Oh my god, how so! It turns out that I was just going to write the simple code that I quoted above, and along the way I created a 100-byte array in a loop that is not deleted anywhere and leads to a memory leak. I don’t even know how I would have found it, if not for the new Visual Studio profiler!
“Okay, enough to be kidding,” the practically-minded reader will say, “he found the allocation of one array in a program of 7 lines, where no other memory is allocated. I have 150 thousand classes and code as text in the “War and Peace” project, you’ll try to find where it’s leaking out there! ”
And let's try.
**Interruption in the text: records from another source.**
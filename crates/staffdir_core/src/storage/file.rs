//! Directory-backed storage: one `<key>.json` file per key.
//!
//! # Invariants
//! - Writes land in a sibling temp file first and are renamed into place,
//!   so readers never observe a half-written value.
//! - Keys are restricted to a single path component.

use super::{KeyValueStorage, StorageError, StorageResult};
use std::fs;
use std::io::ErrorKind;
use std::path::{Path, PathBuf};

const FILE_EXTENSION: &str = "json";

/// File storage rooted at one directory.
#[derive(Debug, Clone)]
pub struct FileStorage {
    root: PathBuf,
}

impl FileStorage {
    /// Uses `root` as the data directory, creating it when missing.
    pub fn open(root: impl Into<PathBuf>) -> StorageResult<Self> {
        let root = root.into();
        fs::create_dir_all(&root)?;
        Ok(Self { root })
    }

    pub fn root(&self) -> &Path {
        &self.root
    }

    /// Path of the file holding `key`.
    pub fn path_for(&self, key: &str) -> StorageResult<PathBuf> {
        let valid = !key.is_empty()
            && key != "."
            && key != ".."
            && !key.contains(['/', '\\', '\0']);
        if !valid {
            return Err(StorageError::InvalidKey(key.to_string()));
        }
        Ok(self.root.join(format!("{key}.{FILE_EXTENSION}")))
    }
}

impl KeyValueStorage for FileStorage {
    fn read(&self, key: &str) -> StorageResult<Option<String>> {
        let path = self.path_for(key)?;
        match fs::read_to_string(&path) {
            Ok(contents) => Ok(Some(contents)),
            Err(err) if err.kind() == ErrorKind::NotFound => Ok(None),
            Err(err) => Err(err.into()),
        }
    }

    fn write(&self, key: &str, value: &str) -> StorageResult<()> {
        let path = self.path_for(key)?;
        let tmp_path = path.with_extension(format!("{FILE_EXTENSION}.tmp"));
        fs::write(&tmp_path, value)?;
        fs::rename(&tmp_path, &path)?;
        Ok(())
    }
}
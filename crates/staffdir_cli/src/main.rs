//! Command-line entry point over `staffdir_core`.
//!
//! # Responsibility
//! - Open a file-backed employee store and run one command against it.
//! - Keep output deterministic for quick local sanity checks.
//!
//! Usage: `staffdir_cli [list [query] [page] | seed | count | clear]`
//!
//! Environment:
//! - `STAFFDIR_DATA_DIR`: data directory (default `./staffdir-data`).
//! - `STAFFDIR_LOG_DIR`: absolute log directory; logging is off when unset.
//! - `STAFFDIR_LOG_LEVEL`: log level (default by build mode).

use log::info;
use staffdir_core::{Employee, EmployeeStore, FileStorage, Page};
use std::error::Error;
use std::process::ExitCode;

const DEFAULT_DATA_DIR: &str = "staffdir-data";

fn main() -> ExitCode {
    match run(std::env::args().skip(1).collect()) {
        Ok(()) => ExitCode::SUCCESS,
        Err(err) => {
            eprintln!("staffdir: {err}");
            ExitCode::FAILURE
        }
    }
}

fn run(args: Vec<String>) -> Result<(), Box<dyn Error>> {
    if let Ok(log_dir) = std::env::var("STAFFDIR_LOG_DIR") {
        let level = std::env::var("STAFFDIR_LOG_LEVEL")
            .unwrap_or_else(|_| staffdir_core::default_log_level().to_string());
        staffdir_core::init_logging(&level, &log_dir)?;
    }

    let data_dir =
        std::env::var("STAFFDIR_DATA_DIR").unwrap_or_else(|_| DEFAULT_DATA_DIR.to_string());
    let mut store = EmployeeStore::open(FileStorage::open(data_dir)?);

    println!("staffdir_core version={}", staffdir_core::core_version());

    let command = args.first().map(String::as_str).unwrap_or("list");
    info!("event=cli_command module=cli status=start command={command}");
    match command {
        "list" => {
            let query = args.get(1).map(String::as_str).unwrap_or("");
            let page = match args.get(2) {
                Some(raw) => raw.parse::<usize>()?,
                None => 1,
            };
            let page_size = store.config().default_page_size;
            let result = store.get_paginated_clamped(page, page_size, query);
            print_page(&result, store.config().visible_page_window);
        }
        "seed" => {
            let added = store.seed_sample_data_if_empty();
            println!("seeded={added} total={}", store.len());
        }
        "count" => println!("total={}", store.len()),
        "clear" => {
            store.clear();
            println!("total=0");
        }
        other => return Err(format!("unknown command `{other}`").into()),
    }

    if !store.persisted() {
        return Err("changes were applied but could not be saved".into());
    }
    Ok(())
}

fn print_page(page: &Page<Employee>, window: usize) {
    for employee in &page.items {
        println!(
            "{:<16} {:<24} {:<32} {:<16} {:<10} {:<9} {:<10} {}",
            employee.id,
            employee.full_name(),
            employee.email,
            employee.phone,
            employee.date_of_employment.to_string(),
            employee.department.as_str(),
            employee.position.as_str(),
            employee.date_of_birth,
        );
    }
    let links = page
        .visible_pages(window)
        .iter()
        .map(|number| {
            if page.can_navigate_to(*number) {
                number.to_string()
            } else {
                format!("[{number}]")
            }
        })
        .collect::<Vec<_>>()
        .join(" ");
    println!(
        "page={}/{} total={} pages: {}",
        page.current_page, page.total_pages, page.total_items, links
    );
}
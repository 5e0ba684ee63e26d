//! Core domain logic for the staffdir employee directory.
//! This crate is the single source of truth for employee invariants.

pub mod clock;
pub mod config;
pub mod logging;
pub mod model;
pub mod sample;
pub mod storage;
pub mod store;
pub mod validation;

pub use clock::{Clock, FixedClock, SystemClock};
pub use config::StoreConfig;
pub use logging::{default_log_level, init_logging, logging_status};
pub use model::employee::{
    age_on, normalize_phone, Department, Employee, EmployeeDraft, EmployeeId, Position,
    UnknownLabel,
};
pub use storage::{
    open_sqlite, open_sqlite_in_memory, FileStorage, KeyValueStorage, MemoryStorage,
    SqliteStorage, StorageError, StorageResult, KV_SCHEMA_VERSION, STORAGE_KEY,
};
pub use store::{
    visible_pages, EmployeeStore, ListenerId, Page, SortDirection, SortField, StoreError,
    StoreResult,
};
pub use validation::{
    validate_employee, ValidatedEmployee, ValidationErrors, ValidationField, MIN_EMPLOYEE_AGE,
};

/// Returns the core crate version.
pub fn core_version() -> &'static str {
    env!("CARGO_PKG_VERSION")
}
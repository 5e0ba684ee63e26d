use rusqlite::Connection;
use staffdir_core::storage::ensure_kv_schema;
use staffdir_core::{
    open_sqlite, open_sqlite_in_memory, KeyValueStorage, SqliteStorage, StorageError,
    KV_SCHEMA_VERSION,
};

#[test]
fn in_memory_connection_gets_kv_table() {
    let conn = open_sqlite_in_memory().unwrap();

    assert_eq!(schema_version(&conn), KV_SCHEMA_VERSION);
    assert_table_exists(&conn, "kv_entries");
}

#[test]
fn reopening_keeps_schema_and_rows() {
    let dir = tempfile::tempdir().unwrap();
    let path = dir.path().join("staffdir.db");

    {
        let conn = open_sqlite(&path).unwrap();
        SqliteStorage::try_new(&conn)
            .unwrap()
            .write("employees", "[]")
            .unwrap();
    }

    let conn = open_sqlite(&path).unwrap();
    assert_eq!(schema_version(&conn), KV_SCHEMA_VERSION);
    let storage = SqliteStorage::try_new(&conn).unwrap();
    assert_eq!(storage.read("employees").unwrap().as_deref(), Some("[]"));
}

#[test]
fn newer_schema_version_is_rejected() {
    let dir = tempfile::tempdir().unwrap();
    let path = dir.path().join("future.db");

    let conn = Connection::open(&path).unwrap();
    conn.execute_batch("PRAGMA user_version = 999;").unwrap();
    drop(conn);

    match open_sqlite(&path).unwrap_err() {
        StorageError::UnsupportedSchemaVersion { found, supported } => {
            assert_eq!(found, 999);
            assert_eq!(supported, KV_SCHEMA_VERSION);
        }
        other => panic!("unexpected error: {other}"),
    }
}

#[test]
fn storage_rejects_connection_without_schema() {
    let conn = Connection::open_in_memory().unwrap();

    let err = SqliteStorage::try_new(&conn).err().unwrap();
    assert!(matches!(
        err,
        StorageError::UnsupportedSchemaVersion { found: 0, .. }
    ));

    ensure_kv_schema(&conn).unwrap();
    assert!(SqliteStorage::try_new(&conn).is_ok());
}

#[test]
fn write_upserts_a_single_row_per_key() {
    let conn = open_sqlite_in_memory().unwrap();
    let storage = SqliteStorage::try_new(&conn).unwrap();

    storage.write("employees", "[1]").unwrap();
    storage.write("employees", "[2]").unwrap();

    assert_eq!(storage.read("employees").unwrap().as_deref(), Some("[2]"));
    assert_eq!(storage.read("missing").unwrap(), None);
    let rows: i64 = conn
        .query_row("SELECT COUNT(*) FROM kv_entries;", [], |row| row.get(0))
        .unwrap();
    assert_eq!(rows, 1);
}

fn schema_version(conn: &Connection) -> u32 {
    conn.query_row("PRAGMA user_version;", [], |row| row.get(0))
        .unwrap()
}

fn assert_table_exists(conn: &Connection, table_name: &str) {
    let exists: i64 = conn
        .query_row(
            "SELECT EXISTS(SELECT 1 FROM sqlite_master WHERE type = 'table' AND name = ?1);",
            [table_name],
            |row| row.get(0),
        )
        .unwrap();
    assert_eq!(exists, 1, "table {table_name} does not exist");
}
For realism, we will create a new MFC project that pulls (surprise!) - MFC. We create the project with a standard wizard, without changing anything. And here we have an empty project of 55 files - long live the “minimalism” of MFC. Well at least builds.
We find the CMFCApplication1App :: OnAppAbout () method and add the memory leak we are already familiar with:
CMFCApplication1App::OnAppAbout()
{
CAboutDlg aboutDlg;
aboutDlg.DoModal();
char* l = new char[100];
}
Now run this application under the memory profiler. As you might imagine, already during the launch of the MFC takes over memory. Immediately after starting, we will create the first snapshot of the memory, and then press the “About” button 10 times. Each time a modal dialog will be shown (which will lead to a number of memory allocation and deallocation operations) and, as you might guess, 100 bytes of memory will leak every time. In the end, create another snapshot of the memory - now we have two of them.
The first thing we see is the difference in the amount of allocated memory - in the second picture there are 58 more allocations, which in total is 15.71 KB. Basically, this is the memory allocated by MFC for its internal needs (just like in your project with 150 thousand classes, right?), Which then, probably, will be released by MFC. But we are not interested in it, but in memory leaks in our code. Let's open the second snapshot:
In principle, some conclusions can already be drawn from here: we have 10 pointers to char, 100 bytes each - it is likely that 10 memory allocations are associated with 10 clicks on the button, which means you can look for the number “100” in the code well, or go along the call stack to the memory allocation location for this array. But okay, let's complicate our task - let's imagine that we have here not 7 lines with pointers to the allocated memory, but 700 or 7000. Among them there may be larger blocks and other blocks that exist in the amount of 10 copies. How can we track only what was created between two snapshots of memory? Elementary - for this there is a combo “Compare to” at the top of the window. Just select picture No. 1 there and see only the difference between the moment before the first click on the button and the moment after the 10th click. Now the plate looks much cleaner
Plus we have sorting by columns and searching by data types.
In general, the tool from Microsoft turned out to be a very good, just rare case, when everything you need is in place and there is nothing superfluous.